Prepared by Development Finance International and Oxfam, the first index to measure the commitment of governments to reducing the gap between the rich and the poor is based on three main indicators — government action on social spending, tax and labour rights — areas critical to reducing the gap.

The report, the result of the investigation for a year, says that while countries such as Sweden, Chile, Namibia and Uruguay have taken strong steps to reduce inequality, countries such as India and Nigeria perform poorly overall. Among the rich countries, the United States earns a bad rating.

The World Bank predicts that by 2030, almost half a billion people will still be living in extreme poverty. Back in 2015, 193 governments promised to reduce inequality as part of the United Nations’ Sustainable Development Goals (SDGs).(economy news)

The report raps India particularly hard on the knuckle but not before revealing that in the country, the chief executive officer (CEO) of a top information technology (IT) firm brings in a massive 416 times the salary of his company’s typical employee.

India managed to secure a lowly 149th position on the health, education and social protection spending indicator, ranking below nations like Yemen, Senegal, Congo and Serbia.
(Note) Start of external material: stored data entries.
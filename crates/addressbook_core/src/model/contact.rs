//! Contact detail value objects: `Name`, `Phone` and `Email`.
//!
//! # Invariants
//! - Wrapped strings always match the type's validation regex.
//! - Constructors do not normalize; callers (the field parser) trim and
//!   collapse whitespace before construction.

use crate::parser::ParseError;
use once_cell::sync::Lazy;
use regex::Regex;
use serde::{Deserialize, Serialize};

static NAME_RE: Lazy<Regex> =
    Lazy::new(|| Regex::new(r"^[A-Za-z0-9][A-Za-z0-9 ]*$").expect("valid name regex"));
static PHONE_RE: Lazy<Regex> =
    Lazy::new(|| Regex::new(r"^[0-9]{3,}$").expect("valid phone regex"));
static EMAIL_RE: Lazy<Regex> = Lazy::new(|| {
    let alnum = "[A-Za-z0-9]+";
    let local_part = format!(r"{alnum}(?:[+_.\-]{alnum})*");
    let domain_label = format!("{alnum}(?:-{alnum})*");
    let pattern = format!(r"^{local_part}@(?:{domain_label}\.)*(?:{domain_label}){{2,}}$");
    Regex::new(&pattern).expect("valid email regex")
});

/// Contact display name.
#[derive(Debug, Clone, PartialEq, Eq, Hash, PartialOrd, Ord, Serialize, Deserialize)]
#[serde(try_from = "String", into = "String")]
pub struct Name(String);

impl Name {
    pub const MESSAGE_CONSTRAINTS: &'static str =
        "Names should only contain alphanumeric characters and spaces, and it should not be blank";

    /// Returns whether `value` is a valid name: alphanumeric words separated
    /// by spaces, not starting with a space.
    pub fn is_valid(value: &str) -> bool {
        NAME_RE.is_match(value)
    }

    pub fn try_new(value: impl Into<String>) -> Result<Self, ParseError> {
        let value = value.into();
        if !Self::is_valid(&value) {
            return Err(ParseError::InvalidName);
        }
        Ok(Self(value))
    }
}

string_value_object!(Name);

/// Phone number, digits only.
#[derive(Debug, Clone, PartialEq, Eq, Hash, Serialize, Deserialize)]
#[serde(try_from = "String", into = "String")]
pub struct Phone(String);

impl Phone {
    pub const MESSAGE_CONSTRAINTS: &'static str =
        "Phone numbers should only contain numbers, and it should be at least 3 digits long";

    pub fn is_valid(value: &str) -> bool {
        PHONE_RE.is_match(value)
    }

    pub fn try_new(value: impl Into<String>) -> Result<Self, ParseError> {
        let value = value.into();
        if !Self::is_valid(&value) {
            return Err(ParseError::InvalidPhone);
        }
        Ok(Self(value))
    }
}

string_value_object!(Phone);

/// Email address in `local-part@domain` form.
#[derive(Debug, Clone, PartialEq, Eq, Hash, Serialize, Deserialize)]
#[serde(try_from = "String", into = "String")]
pub struct Email(String);

impl Email {
    pub const MESSAGE_CONSTRAINTS: &'static str = "Emails should be of the format local-part@domain \
and adhere to the following constraints:\n\
1. The local-part should only contain alphanumeric characters and these special characters, \
excluding the parentheses, (+_.-). The local-part may not start or end with any special characters.\n\
2. This is followed by a '@' and then a domain name. The domain name is made up of domain labels \
separated by periods.\n\
The domain name must:\n    \
- end with a domain label at least 2 characters long\n    \
- have each domain label start and end with alphanumeric characters\n    \
- have each domain label consist of alphanumeric characters, separated only by hyphens, if any.";

    pub fn is_valid(value: &str) -> bool {
        EMAIL_RE.is_match(value)
    }

    pub fn try_new(value: impl Into<String>) -> Result<Self, ParseError> {
        let value = value.into();
        if !Self::is_valid(&value) {
            return Err(ParseError::InvalidEmail);
        }
        Ok(Self(value))
    }
}

string_value_object!(Email);

#[cfg(test)]
mod tests {
    use super::{Email, Name, Phone};
    use crate::parser::ParseError;

    #[test]
    fn name_accepts_alphanumeric_words() {
        for value in [
            "peter jack",
            "12345",
            "peter the 2nd",
            "Capital Tan",
            "David Roger Jackson Ray Jr 2nd",
        ] {
            assert!(Name::is_valid(value), "`{value}` should be a valid name");
        }
    }

    #[test]
    fn name_rejects_blank_and_symbols() {
        for value in ["", " ", "^", "peter*", " leading"] {
            assert!(!Name::is_valid(value), "`{value}` should be rejected");
        }
        assert_eq!(Name::try_new("peter*"), Err(ParseError::InvalidName));
    }

    #[test]
    fn phone_requires_three_or_more_digits() {
        assert!(Phone::is_valid("911"));
        assert!(Phone::is_valid("93121534"));
        assert!(!Phone::is_valid("91"));
        assert!(!Phone::is_valid("phone"));
        assert!(!Phone::is_valid("9011p041"));
        assert!(!Phone::is_valid("9312 1534"));
    }

    #[test]
    fn email_accepts_common_shapes() {
        for value in [
            "PeterJack_1190@example.com",
            "a@bc",
            "test@localhost",
            "a1+be.d@example1.com",
            "peter_jack@very-very-very-long-example.com",
            "e1234567@u.nus.edu",
        ] {
            assert!(Email::is_valid(value), "`{value}` should be a valid email");
        }
    }

    #[test]
    fn email_rejects_malformed_parts() {
        for value in [
            "",
            "@example.com",
            "peterjack@",
            "peterjackexample.com",
            "peter jack@example.com",
            "-peterjack@example.com",
            "peterjack-@example.com",
            "peter..jack@example.com",
            "peterjack@example.c",
            "peterjack@-example.com",
            "peterjack@example.com-",
            "peterjack@example_com",
            "peter@jack@example.com",
        ] {
            assert!(!Email::is_valid(value), "`{value}` should be rejected");
        }
    }

    #[test]
    fn serde_rejects_invalid_wrapped_value() {
        let err = serde_json::from_str::<Phone>("\"12\"").unwrap_err();
        assert!(err.to_string().contains("at least 3 digits"));

        let phone: Phone = serde_json::from_str("\"98765432\"").unwrap();
        assert_eq!(phone.as_str(), "98765432");
        assert_eq!(serde_json::to_string(&phone).unwrap(), "\"98765432\"");
    }
}
//! Logging bootstrap for the address book core.
//!
//! # Responsibility
//! - Start a rolling file logger once per process.
//! - Capture panics into the log with a sanitized payload.
//!
//! # Invariants
//! - Initialization is idempotent for an identical `(level, log_dir)` pair.
//! - Any attempt to switch level or directory after init is rejected.
//! - Initialization never panics.
//! - Log lines carry metadata (`event=… module=… status=…`), never contact
//!   field contents.

use flexi_logger::{Cleanup, Criterion, FileSpec, Logger, LoggerHandle, Naming, WriteMode};
use log::{error, info};
use once_cell::sync::OnceCell;
use std::error::Error;
use std::fmt::{Display, Formatter};
use std::path::{Path, PathBuf};
use std::str::FromStr;

const LOG_FILE_BASENAME: &str = "addressbook";
const MAX_LOG_FILE_SIZE_BYTES: u64 = 5 * 1024 * 1024;
const MAX_LOG_FILES: usize = 3;
const MAX_PANIC_PAYLOAD_CHARS: usize = 160;

static ACTIVE_LOGGER: OnceCell<ActiveLogger> = OnceCell::new();

struct ActiveLogger {
    level: LogLevel,
    log_dir: PathBuf,
    _handle: LoggerHandle,
}

/// Supported log verbosity levels.
#[derive(Debug, Clone, Copy, PartialEq, Eq)]
pub enum LogLevel {
    Trace,
    Debug,
    Info,
    Warn,
    Error,
}

impl LogLevel {
    pub fn as_str(self) -> &'static str {
        match self {
            Self::Trace => "trace",
            Self::Debug => "debug",
            Self::Info => "info",
            Self::Warn => "warn",
            Self::Error => "error",
        }
    }
}

/// Returns the default log level for the current build mode.
///
/// - `debug` builds -> `LogLevel::Debug`
/// - `release` builds -> `LogLevel::Info`
pub fn default_log_level() -> LogLevel {
    if cfg!(debug_assertions) {
        LogLevel::Debug
    } else {
        LogLevel::Info
    }
}

impl Display for LogLevel {
    fn fmt(&self, f: &mut Formatter<'_>) -> std::fmt::Result {
        f.write_str(self.as_str())
    }
}

impl FromStr for LogLevel {
    type Err = LoggingError;

    fn from_str(value: &str) -> Result<Self, Self::Err> {
        match value.trim().to_ascii_lowercase().as_str() {
            "trace" => Ok(Self::Trace),
            "debug" => Ok(Self::Debug),
            "info" => Ok(Self::Info),
            "warn" | "warning" => Ok(Self::Warn),
            "error" => Ok(Self::Error),
            other => Err(LoggingError::UnsupportedLevel(other.to_string())),
        }
    }
}

/// Errors from logging initialization.
#[derive(Debug)]
pub enum LoggingError {
    UnsupportedLevel(String),
    /// Directory is blank or relative.
    InvalidDirectory(String),
    CreateDirectory {
        log_dir: PathBuf,
        source: std::io::Error,
    },
    Backend(String),
    /// Logging already runs with a different level or directory.
    AlreadyInitialized {
        level: LogLevel,
        log_dir: PathBuf,
    },
}

impl Display for LoggingError {
    fn fmt(&self, f: &mut Formatter<'_>) -> std::fmt::Result {
        match self {
            Self::UnsupportedLevel(level) => write!(
                f,
                "unsupported log level `{level}`; expected trace|debug|info|warn|error"
            ),
            Self::InvalidDirectory(reason) => write!(f, "invalid log directory: {reason}"),
            Self::CreateDirectory { log_dir, source } => write!(
                f,
                "failed to create log directory `{}`: {source}",
                log_dir.display()
            ),
            Self::Backend(message) => write!(f, "failed to start logger: {message}"),
            Self::AlreadyInitialized { level, log_dir } => write!(
                f,
                "logging already initialized with level `{level}` at `{}`; refusing to switch",
                log_dir.display()
            ),
        }
    }
}

impl Error for LoggingError {
    fn source(&self) -> Option<&(dyn Error + 'static)> {
        match self {
            Self::CreateDirectory { source, .. } => Some(source),
            _ => None,
        }
    }
}

/// Starts file logging under `log_dir` at `level`.
///
/// # Errors
/// - `InvalidDirectory` when `log_dir` is blank or not absolute.
/// - `CreateDirectory` / `Backend` when the logger cannot start.
/// - `AlreadyInitialized` when called again with a different configuration.
pub fn init_logging(level: LogLevel, log_dir: impl AsRef<Path>) -> Result<(), LoggingError> {
    let log_dir = normalize_log_dir(log_dir.as_ref())?;

    let active = ACTIVE_LOGGER.get_or_try_init(|| start_logger(level, &log_dir))?;
    if active.level != level || active.log_dir != log_dir {
        return Err(LoggingError::AlreadyInitialized {
            level: active.level,
            log_dir: active.log_dir.clone(),
        });
    }

    Ok(())
}

/// Returns `(level, log_dir)` of the active logger, or `None` before init.
pub fn logging_status() -> Option<(LogLevel, PathBuf)> {
    ACTIVE_LOGGER
        .get()
        .map(|active| (active.level, active.log_dir.clone()))
}

fn start_logger(level: LogLevel, log_dir: &Path) -> Result<ActiveLogger, LoggingError> {
    std::fs::create_dir_all(log_dir).map_err(|source| LoggingError::CreateDirectory {
        log_dir: log_dir.to_path_buf(),
        source,
    })?;

    let handle = Logger::try_with_str(level.as_str())
        .map_err(|err| LoggingError::Backend(err.to_string()))?
        .log_to_file(
            FileSpec::default()
                .directory(log_dir)
                .basename(LOG_FILE_BASENAME),
        )
        .rotate(
            Criterion::Size(MAX_LOG_FILE_SIZE_BYTES),
            Naming::Numbers,
            Cleanup::KeepLogFiles(MAX_LOG_FILES),
        )
        .write_mode(WriteMode::BufferAndFlush)
        .append()
        .format_for_files(flexi_logger::detailed_format)
        .start()
        .map_err(|err| LoggingError::Backend(err.to_string()))?;

    install_panic_hook();
    info!(
        "event=logging_init module=core status=ok level={} version={}",
        level,
        env!("CARGO_PKG_VERSION")
    );

    Ok(ActiveLogger {
        level,
        log_dir: log_dir.to_path_buf(),
        _handle: handle,
    })
}

fn normalize_log_dir(log_dir: &Path) -> Result<PathBuf, LoggingError> {
    let raw = log_dir.to_string_lossy();
    let trimmed = raw.trim();
    if trimmed.is_empty() {
        return Err(LoggingError::InvalidDirectory(
            "path cannot be empty".to_string(),
        ));
    }
    let path = PathBuf::from(trimmed);
    if !path.is_absolute() {
        return Err(LoggingError::InvalidDirectory(format!(
            "path must be absolute, got `{trimmed}`"
        )));
    }
    Ok(path)
}

// Only reached from inside `get_or_try_init`, so it runs at most once.
fn install_panic_hook() {
    let previous_hook = std::panic::take_hook();
    std::panic::set_hook(Box::new(move |panic_info| {
        let location = panic_info
            .location()
            .map(|loc| format!("{}:{}", loc.file(), loc.line()))
            .unwrap_or_else(|| "unknown".to_string());
        let payload = panic_info
            .payload()
            .downcast_ref::<&str>()
            .map(|message| (*message).to_string())
            .or_else(|| panic_info.payload().downcast_ref::<String>().cloned())
            .unwrap_or_else(|| "non-string panic payload".to_string());
        error!(
            "event=panic_captured module=core status=error location={} payload={}",
            location,
            sanitize_message(&payload, MAX_PANIC_PAYLOAD_CHARS)
        );
        previous_hook(panic_info);
    }));
}

fn sanitize_message(value: &str, max_chars: usize) -> String {
    let single_line = value.replace(['\n', '\r'], " ");
    let mut truncated: String = single_line.chars().take(max_chars).collect();
    if single_line.chars().count() > max_chars {
        truncated.push_str("...");
    }
    truncated
}

#[cfg(test)]
mod tests {
    use super::{
        default_log_level, init_logging, logging_status, normalize_log_dir, sanitize_message,
        LogLevel, LoggingError,
    };
    use std::path::Path;

    #[test]
    fn level_parsing_is_case_insensitive() {
        assert_eq!(" INFO ".parse::<LogLevel>().unwrap(), LogLevel::Info);
        assert_eq!("warning".parse::<LogLevel>().unwrap(), LogLevel::Warn);
        assert!(matches!(
            "verbose".parse::<LogLevel>(),
            Err(LoggingError::UnsupportedLevel(_))
        ));
    }

    #[test]
    fn default_level_follows_build_mode() {
        let expected = if cfg!(debug_assertions) {
            LogLevel::Debug
        } else {
            LogLevel::Info
        };
        assert_eq!(default_log_level(), expected);
    }

    #[test]
    fn relative_log_dir_is_rejected() {
        let err = normalize_log_dir(Path::new("logs/dev")).unwrap_err();
        assert!(err.to_string().contains("absolute"));
    }

    #[test]
    fn sanitize_message_flattens_and_truncates() {
        let sanitized = sanitize_message("line1\nline2\rline3", 8);
        assert_eq!(sanitized, "line1 li...");
    }

    #[test]
    fn init_is_idempotent_and_rejects_reconfiguration() {
        let first = tempfile::tempdir().unwrap();
        let second = tempfile::tempdir().unwrap();

        init_logging(LogLevel::Info, first.path()).unwrap();
        init_logging(LogLevel::Info, first.path()).unwrap();

        let err = init_logging(LogLevel::Debug, first.path()).unwrap_err();
        assert!(matches!(err, LoggingError::AlreadyInitialized { .. }));
        let err = init_logging(LogLevel::Info, second.path()).unwrap_err();
        assert!(err.to_string().contains("refusing to switch"));

        let (level, log_dir) = logging_status().unwrap();
        assert_eq!(level, LogLevel::Info);
        assert_eq!(log_dir, first.path());
    }
}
Oxfam calculates that if India were to reduce inequality by a third, more than 170 million people would no longer be poor. It also questioned the lack of a concerted effort by the government to tackle inequality.

India secured the 91st rank among nations on the progressive structure and incidence of tax indicator. “The tax structure looks reasonably progressive on paper, but in practice, much of the progressive tax is not collected,” the report said.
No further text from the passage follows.